### [Task]
Search the material below for "canonical" and copy every line where it occurs.
START Available records
//! Crawling, parsing and deduplication against real files.

use pokercraft::ingest::{crawl_files, ingest, CrawlOptions};
use pokercraft::types::TournamentId;
use tempfile::TempDir;

use crate::fixtures::{parser, write_export, write_file, Export};

#[test]
fn test_crawl_filters_and_recurses() {
    let dir = TempDir::new().unwrap();
    write_export(dir.path(), "GG20240101 - a.txt", &Export::new(1, 0));
    write_export(dir.path(), "2024/03/GG20240301 - b.txt", &Export::new(2, 10));
    write_export(dir.path(), "notes.txt", &Export::new(3, 20));
    write_export(dir.path(), "GG20240101.csv", &Export::new(4, 30));

    let files = crawl_files(&[dir.path().to_path_buf()], &CrawlOptions::default());
    assert_eq!(files.len(), 2);
    assert!(files.iter().all(|f| f
        .file_name()
        .and_then(|n| n.to_str())
        .is_some_and(|n| n.starts_with("GG"))));
}

#[test]
fn test_duplicates_across_files_are_merged() {
    let dir = TempDir::new().unwrap();
    let export = Export::new(42, 0).prize(30.0);
    write_export(dir.path(), "GG-a.txt", &export);
    write_export(dir.path(), "GG-b.txt", &export);
    write_export(dir.path(), "nested/GG-c.txt", &Export::new(43, 5));

    let files = crawl_files(&[dir.path().to_path_buf()], &CrawlOptions::default());
    let report = ingest(&files, &parser(), true).unwrap();

    assert_eq!(report.files_seen, 3);
    assert_eq!(report.summaries.len(), 2);
    assert_eq!(report.duplicates, 1);
    assert_eq!(report.conflicts, 0);
}

#[test]
fn test_conflicting_duplicate_keeps_first_path() {
    let dir = TempDir::new().unwrap();
    write_export(dir.path(), "GG-1.txt", &Export::new(7, 0).prize(10.0));
    write_export(dir.path(), "GG-2.txt", &Export::new(7, 0).prize(99.0));

    let files = crawl_files(&[dir.path().to_path_buf()], &CrawlOptions::default());
    let report = ingest(&files, &parser(), true).unwrap();

    assert_eq!(report.summaries.len(), 1);
    assert_eq!(report.conflicts, 1);
    assert_eq!(report.summaries[0].my_prize, 10.0);
}

#[test]
fn test_bad_files_are_skipped() {
    let dir = TempDir::new().unwrap();
    write_export(dir.path(), "GG-good.txt", &Export::new(1, 0));
    let truncated: String = Export::new(2, 1)
        .render()
        .lines()
        .take(3)
        .map(|l| format!("{l}\n"))
        .collect();
    write_file(dir.path(), "GG-truncated.txt", &truncated);
    write_file(dir.path(), "GG-garbage.txt", "not an export at all\n");

    let files = crawl_files(&[dir.path().to_path_buf()], &CrawlOptions::default());
    let report = ingest(&files, &parser(), true).unwrap();

    assert_eq!(report.summaries.len(), 1);
    assert_eq!(report.summaries[0].id, TournamentId(1));
    assert_eq!(report.skipped.len(), 2);
    assert!(report.skipped.iter().any(|s| s.path.ends_with("GG-truncated.txt")));
}

#[test]
fn test_corrupt_counts_skip_only_that_file() {
    let dir = TempDir::new().unwrap();
    write_export(dir.path(), "GG-good.txt", &Export::new(1, 0));
    write_export(dir.path(), "GG-broken.txt", &Export::new(2, 1).players(0));
    let overflow = Export::new(3, 2).render().replace(
        "You received a total of",
        "You made 4294967295 re-entries.\nYou received a total of",
    );
    write_file(dir.path(), "GG-overflow.txt", &overflow);

    let files = crawl_files(&[dir.path().to_path_buf()], &CrawlOptions::default());
    let report = ingest(&files, &parser(), true).unwrap();
    assert_eq!(report.summaries.len(), 1);
    assert_eq!(report.skipped.len(), 2);
    assert!(report.skipped.iter().all(|s| s.reason.starts_with("Malformed")));
}

#[test]
fn test_output_is_in_start_time_order() {
    let dir = TempDir::new().unwrap();
    // File names sort opposite to start times.
    write_export(dir.path(), "GG-a.txt", &Export::new(30, 300));
    write_export(dir.path(), "GG-b.txt", &Export::new(20, 200));
    write_export(dir.path(), "GG-c.txt", &Export::new(10, 100));
    // Same start time, ordered by id.
    write_export(dir.path(), "GG-d.txt", &Export::new(5, 200));

    let files = crawl_files(&[dir.path().to_path_buf()], &CrawlOptions::default());
    let summaries = pokercraft::ingest(&files, &parser()).unwrap();
    let ids: Vec<u64> = summaries.iter().map(|s| s.id.0).collect();
    assert_eq!(ids, vec![10, 5, 20, 30]);
}

#[test]
fn test_freerolls_dropped_on_request() {
    let dir = TempDir::new().unwrap();
    write_export(dir.path(), "GG-paid.txt", &Export::new(1, 0));
    write_export(dir.path(), "GG-free.txt", &Export::new(2, 1).freeroll().prize(2.0));

    let files = crawl_files(&[dir.path().to_path_buf()], &CrawlOptions::default());

    let kept = ingest(&files, &parser(), true).unwrap();
    assert_eq!(kept.summaries.len(), 2);
    assert!(kept.summaries.iter().any(|s| s.is_freeroll()));

    let dropped = ingest(&files, &parser(), false).unwrap();
    assert_eq!(dropped.summaries.len(), 1);
    assert_eq!(dropped.freerolls_dropped, 1);
}

#[test]
fn test_empty_directory_is_nothing_to_analyze() {
    let dir = TempDir::new().unwrap();
    let files = crawl_files(&[dir.path().to_path_buf()], &CrawlOptions::default());
    let report = ingest(&files, &parser(), true).unwrap();
    assert!(report.is_empty());
    assert_eq!(report.files_seen, 0);
}

#[test]
fn test_metrics_over_ingested_files() {
    let dir = TempDir::new().unwrap();
    write_export(dir.path(), "GG-1.txt", &Export::new(1, 0).prize(30.0));
    write_export(dir.path(), "GG-2.txt", &Export::new(2, 1));
    write_export(dir.path(), "GG-3.txt", &Export::new(3, 2).prize(15.0));

    let files = crawl_files(&[dir.path().to_path_buf()], &CrawlOptions::default());
    let summaries = pokercraft::ingest(&files, &parser()).unwrap();
    let series = pokercraft::compute_metrics(&summaries, &[2]).unwrap();

    assert_eq!(series.windows, vec![0, 2]);
    let last = series.last().unwrap();
    assert_eq!(last.count, 3);
    assert!((last.profit - 5.0).abs() < 1e-9);
    assert!((last.net_profit - 15.0).abs() < 1e-9);
    assert!((last.net_rake - 3.0).abs() < 1e-9);
    assert_eq!(series.profitable_ratio(2, 0), Some(2.0 / 3.0));
    assert_eq!(series.profitable_ratio(2, 2), Some(0.5));
    assert_eq!(series.profitable_ratio(0, 2), None);
}
//! Summary repository.
//!
//! Collects parsed summaries from many (possibly overlapping) export files,
//! keeps one record per `TournamentId` and hands them back in canonical
//! `(start_time, id)` order.
//!
//! Conflict policy: first seen wins. Callers feed summaries in a
//! deterministic order (sorted file paths), so the kept record is stable
//! across runs. A later duplicate whose fields differ is counted and logged.

use std::collections::hash_map::Entry;
use std::collections::HashMap;
use tracing::{debug, warn};

use crate::types::{TournamentId, TournamentSummary};

#[derive(Debug, Default)]
pub struct SummaryRepository {
    by_id: HashMap<TournamentId, TournamentSummary>,
    duplicates: usize,
    conflicts: usize,
}

impl SummaryRepository {
    pub fn new() -> Self {
        Self::default()
    }

    /// Insert a summary. Returns false if its id was already present.
    pub fn insert(&mut self, summary: TournamentSummary) -> bool {
        match self.by_id.entry(summary.key()) {
            Entry::Vacant(slot) => {
                slot.insert(summary);
                true
            }
            Entry::Occupied(kept) => {
                self.duplicates += 1;
                if kept.get() != &summary {
                    self.conflicts += 1;
                    warn!(
                        id = %summary.id,
                        kept = %kept.get(),
                        dropped = %summary,
                        "Conflicting duplicate summary, keeping first seen"
                    );
                } else {
                    debug!(id = %summary.id, "Duplicate summary dropped");
                }
                false
            }
        }
    }

    pub fn get(&self, id: TournamentId) -> Option<&TournamentSummary> {
        self.by_id.get(&id)
    }

    pub fn len(&self) -> usize {
        self.by_id.len()
    }

    pub fn is_empty(&self) -> bool {
        self.by_id.is_empty()
    }

    /// Number of dropped duplicates (identical or not).
    pub fn duplicates(&self) -> usize {
        self.duplicates
    }

    /// Number of dropped duplicates whose fields differed from the kept one.
    pub fn conflicts(&self) -> usize {
        self.conflicts
    }

    /// Unique summaries in canonical order.
    pub fn into_sorted(self) -> Vec<TournamentSummary> {
        let mut summaries: Vec<_> = self.by_id.into_values().collect();
        summaries.sort_by(|a, b| a.sorting_key().cmp(&b.sorting_key()));
        summaries
    }
}

impl Extend<TournamentSummary> for SummaryRepository {
    fn extend<I: IntoIterator<Item = TournamentSummary>>(&mut self, iter: I) {
        for summary in iter {
            self.insert(summary);
        }
    }
}

impl FromIterator<TournamentSummary> for SummaryRepository {
    fn from_iter<I: IntoIterator<Item = TournamentSummary>>(iter: I) -> Self {
        let mut repo = Self::new();
        repo.extend(iter);
        repo
    }
}

/// Drop zero buy-in tournaments.
pub fn without_freerolls(summaries: Vec<TournamentSummary>) -> Vec<TournamentSummary> {
    summaries.into_iter().filter(|s| !s.is_freeroll()).collect()
}

// ---------------------------------------------------------------------------
// Tests
// ---------------------------------------------------------------------------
END Available records
### [Answer space]
//! keeps one record per `TournamentId` and hands them back in canonical
    /// Unique summaries in canonical order.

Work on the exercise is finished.